Tools Up! Review

Home Improvement
Developer: The Knights of Unity Publisher: All In! Games Platform: PS4/Xbox One/Switch/PC

While Tools Up is a decent addition to the party couch co-op playlist, it’s not one that I can see taking preference over the more established titles

Co-op party games have always been a thing, but it feels like there’s a new sub-genre of party games that is starting to develop where players simply do tasks that are part and parcel with everyday human life, albeit in a more comical and fun way. Overcooked is the pioneer of this new sub-genre, taking the heat in the kitchen and turning it into laughs (and often frustration) on the couch. Tools Up is an up to four-player game that attempts to replicate the fun formula of Overcooked, but instead of being in the kitchen we’re doing home renovations. It’s a concept that could definitely provide copious amounts of fun, but Tools Up’s slower design means it largely fails to orchestrate the same levels of chaotic enjoyment as Overcooked.

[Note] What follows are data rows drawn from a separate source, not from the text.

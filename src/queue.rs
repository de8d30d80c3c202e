//! # Buffered Rendezvous Queue
//!
//! The coordination primitive behind every per-invocation context. A queue
//! holds two collections: pending items and pending consumers. A consumer is
//! a predicate plus a completion slot; pushing an item hands it to the first
//! registered consumer that accepts it, otherwise buffers it FIFO.
//!
//! Predicate matching lets several logical streams share one queue without
//! head-of-line blocking: a wait for a confirmation reply with a specific
//! correlation id coexists with a wait for any authorization message, and an
//! item satisfying both goes to the earlier-registered consumer.
//!
//! Shutdown comes in two flavours:
//!
//! - [`AsyncQueue::flush`] drops everything; with an error, pending consumers
//!   complete with that error and later waits fail fast until the next push
//!   reopens the queue.
//! - [`AsyncQueue::close`] completes pending consumers with "empty" but keeps
//!   buffered items deliverable, so a consumer can drain what already arrived
//!   and then observe the end of the stream.

use std::collections::VecDeque;
use std::sync::Arc;
use std::time::Duration;

use parking_lot::Mutex;
use thiserror::Error;
use tokio::sync::oneshot;

/// Failure modes delivered to queue users.
#[derive(Debug, Clone, PartialEq, Eq, Error)]
pub enum QueueError {
    /// The buffer reached its capacity bound; the item was not accepted.
    #[error("queue buffer is full")]
    Full,

    /// The queue was flushed while the consumer was waiting.
    #[error("queue was closed")]
    Closed,

    /// The owning context was cancelled while the consumer was waiting.
    #[error("wait was cancelled")]
    Cancelled,
}

type Predicate<T> = Box<dyn Fn(&T) -> bool + Send>;
type Completion<T> = oneshot::Sender<Result<Option<T>, QueueError>>;

struct Consumer<T> {
    id: u64,
    predicate: Predicate<T>,
    completion: Completion<T>,
}

#[derive(Clone, PartialEq)]
enum Shutdown {
    Open,
    /// Buffered items still drain; waits on an empty buffer complete empty.
    Closed,
    /// Waits fail immediately with the stored error.
    Errored(QueueError),
}

struct Inner<T> {
    items: VecDeque<T>,
    consumers: VecDeque<Consumer<T>>,
    shutdown: Shutdown,
    next_consumer_id: u64,
}

impl<T> Inner<T> {
    /// Offer an item to registered consumers in registration order.
    /// Returns the item back when nobody accepts it.
    fn hand_to_consumer(&mut self, item: T) -> Option<T> {
        let mut item = item;
        loop {
            let pos = self.consumers.iter().position(|c| (c.predicate)(&item));
            let Some(consumer) = pos.and_then(|p| self.consumers.remove(p)) else {
                return Some(item);
            };
            match consumer.completion.send(Ok(Some(item))) {
                Ok(()) => return None,
                // Receiver already gone (timed out); reclaim the item and
                // keep offering it to later consumers.
                Err(Ok(Some(reclaimed))) => item = reclaimed,
                Err(_) => return None,
            }
        }
    }
}

/// Single-producer/single-consumer rendezvous with buffering and
/// predicate-filtered waiting.
pub struct AsyncQueue<T> {
    inner: Arc<Mutex<Inner<T>>>,
    capacity: Option<usize>,
}

impl<T> Clone for AsyncQueue<T> {
    fn clone(&self) -> Self {
        Self {
            inner: self.inner.clone(),
            capacity: self.capacity,
        }
    }
}

impl<T: Send + 'static> Default for AsyncQueue<T> {
    fn default() -> Self {
        Self::new()
    }
}

impl<T: Send + 'static> AsyncQueue<T> {
    /// Create an unbounded queue.
    pub fn new() -> Self {
        Self::with_capacity(None)
    }

    /// Create a queue whose item buffer holds at most `capacity` entries.
    pub fn with_capacity(capacity: Option<usize>) -> Self {
        Self {
            inner: Arc::new(Mutex::new(Inner {
                items: VecDeque::new(),
                consumers: VecDeque::new(),
                shutdown: Shutdown::Open,
                next_consumer_id: 0,
            })),
            capacity,
        }
    }

    /// Create a queue pre-seeded with buffered items (restore path).
    pub fn seeded(items: Vec<T>, capacity: Option<usize>) -> Self {
        let queue = Self::with_capacity(capacity);
        queue.inner.lock().items = items.into();
        queue
    }

    /// Offer an item: hand it to the first accepting consumer, else buffer.
    ///
    /// A push after a flush or close reopens the queue.
    pub fn push(&self, item: T) -> Result<(), QueueError> {
        let mut inner = self.inner.lock();
        if inner.shutdown != Shutdown::Open {
            inner.shutdown = Shutdown::Open;
        }
        let Some(item) = inner.hand_to_consumer(item) else {
            return Ok(());
        };
        if let Some(capacity) = self.capacity {
            if inner.items.len() >= capacity {
                return Err(QueueError::Full);
            }
        }
        inner.items.push_back(item);
        Ok(())
    }

    /// Offer a batch atomically: every item is admitted, or none is.
    ///
    /// Capacity is checked pessimistically against the whole batch before
    /// any handoff, so a `Full` rejection leaves the queue untouched.
    pub fn push_all(&self, batch: Vec<T>) -> Result<(), QueueError> {
        let mut inner = self.inner.lock();
        if let Some(capacity) = self.capacity {
            if inner.items.len() + batch.len() > capacity {
                return Err(QueueError::Full);
            }
        }
        if inner.shutdown != Shutdown::Open {
            inner.shutdown = Shutdown::Open;
        }
        for item in batch {
            if let Some(item) = inner.hand_to_consumer(item) {
                inner.items.push_back(item);
            }
        }
        Ok(())
    }

    /// Remove and return the first buffered item accepted by `predicate`,
    /// without waiting.
    pub fn try_take(&self, predicate: impl Fn(&T) -> bool) -> Option<T> {
        let mut inner = self.inner.lock();
        let pos = inner.items.iter().position(|item| predicate(item))?;
        inner.items.remove(pos)
    }

    /// Await the next item accepted by `predicate`.
    ///
    /// `timeout: None` waits indefinitely. With a timeout, elapsing completes
    /// with `Ok(None)` and deregisters the consumer; an item handed over in
    /// the same instant still wins.
    pub async fn wait_for<P>(
        &self,
        predicate: P,
        timeout: Option<Duration>,
    ) -> Result<Option<T>, QueueError>
    where
        P: Fn(&T) -> bool + Send + 'static,
    {
        let (consumer_id, mut receiver) = {
            let mut inner = self.inner.lock();
            if let Some(pos) = inner.items.iter().position(|item| predicate(item)) {
                return Ok(inner.items.remove(pos));
            }
            match &inner.shutdown {
                Shutdown::Closed => return Ok(None),
                Shutdown::Errored(error) => return Err(error.clone()),
                Shutdown::Open => {}
            }
            let id = inner.next_consumer_id;
            inner.next_consumer_id += 1;
            let (tx, rx) = oneshot::channel();
            inner.consumers.push_back(Consumer {
                id,
                predicate: Box::new(predicate),
                completion: tx,
            });
            (id, rx)
        };

        match timeout {
            None => receiver.await.unwrap_or(Ok(None)),
            Some(duration) => match tokio::time::timeout(duration, &mut receiver).await {
                Ok(result) => result.unwrap_or(Ok(None)),
                Err(_elapsed) => {
                    self.inner.lock().consumers.retain(|c| c.id != consumer_id);
                    // An item may have been handed over concurrently with the
                    // deadline; deliver it rather than dropping it.
                    match receiver.try_recv() {
                        Ok(result) => result,
                        Err(_) => Ok(None),
                    }
                }
            },
        }
    }

    /// Drop all items and consumers.
    ///
    /// With an error, every pending consumer completes with that error and
    /// later waits fail fast until the next push.
    pub fn flush(&self, error: Option<QueueError>) {
        let consumers = {
            let mut inner = self.inner.lock();
            inner.items.clear();
            if let Some(error) = &error {
                inner.shutdown = Shutdown::Errored(error.clone());
            }
            std::mem::take(&mut inner.consumers)
        };
        for consumer in consumers {
            let result = match &error {
                Some(error) => Err(error.clone()),
                None => Ok(None),
            };
            let _ = consumer.completion.send(result);
        }
    }

    /// End the stream: pending consumers complete empty, buffered items stay
    /// deliverable, and waits on an empty buffer return empty immediately.
    pub fn close(&self) {
        let consumers = {
            let mut inner = self.inner.lock();
            inner.shutdown = Shutdown::Closed;
            std::mem::take(&mut inner.consumers)
        };
        for consumer in consumers {
            let _ = consumer.completion.send(Ok(None));
        }
    }

    /// Number of buffered items.
    pub fn len(&self) -> usize {
        self.inner.lock().items.len()
    }

    /// Whether the item buffer is empty.
    pub fn is_empty(&self) -> bool {
        self.inner.lock().items.is_empty()
    }
}

impl<T: Clone + Send + 'static> AsyncQueue<T> {
    /// Copy of the buffered items, front to back (serialization support).
    pub fn snapshot(&self) -> Vec<T> {
        self.inner.lock().items.iter().cloned().collect()
    }
}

Pick up the biggest tool you can find…

Each level plays out in a house inside an apartment complex that needs a bit of a DIY TLC – whether it’s new carpet, fresh wallpaper or tiles outside in the patio. To ensure your skills are put to the test, not only is each level is timed but you’ll have to navigate icy paths and lava pools to complete your job. Completing the renovations is only half the battle though, with the other half requiring you to clear any tools or rubbish left in the house during the allotted time. Given the character’s general clumsiness, it’s easy to knock over a tin of paint and then slip on it, knocking over the rubbish bin in the process. Failing to clean everything up in time will result in a lower star rating, which will come back to bite you as each renovation requires a star level to unlock.

One main difference between Tools Up and traditional party games is that in order to see your objectives you must pick up and view the level’s blueprint, which will show you what needs to change around the premise, as well as change camera angles which allows you to check if you’ve missed a spot somewhere.

The other element to Tools Up is that you don’t start with all the equipment you need to get the job done. For example, one room may require new carpet, but you have to wait for the carpet to get delivered, and failing to get to the door in time will see the delivery man walk away and return later, which will cost you precious seconds.

Talk about your fixer-upper

While this all sounds dandy on paper, the execution doesn’t quite deliver the fun it promises. Unlike Overcooked, Tools Up doesn’t generate the level of enjoyable chaos that often has players at each other’s throats as well in fits of laughter. Instead, Tools Up is a far slower and accessible game that the whole family could play. While it’s not inherently a bad thing, it means that those looking for another Overcooked-style challenge aren’t likely to find it here.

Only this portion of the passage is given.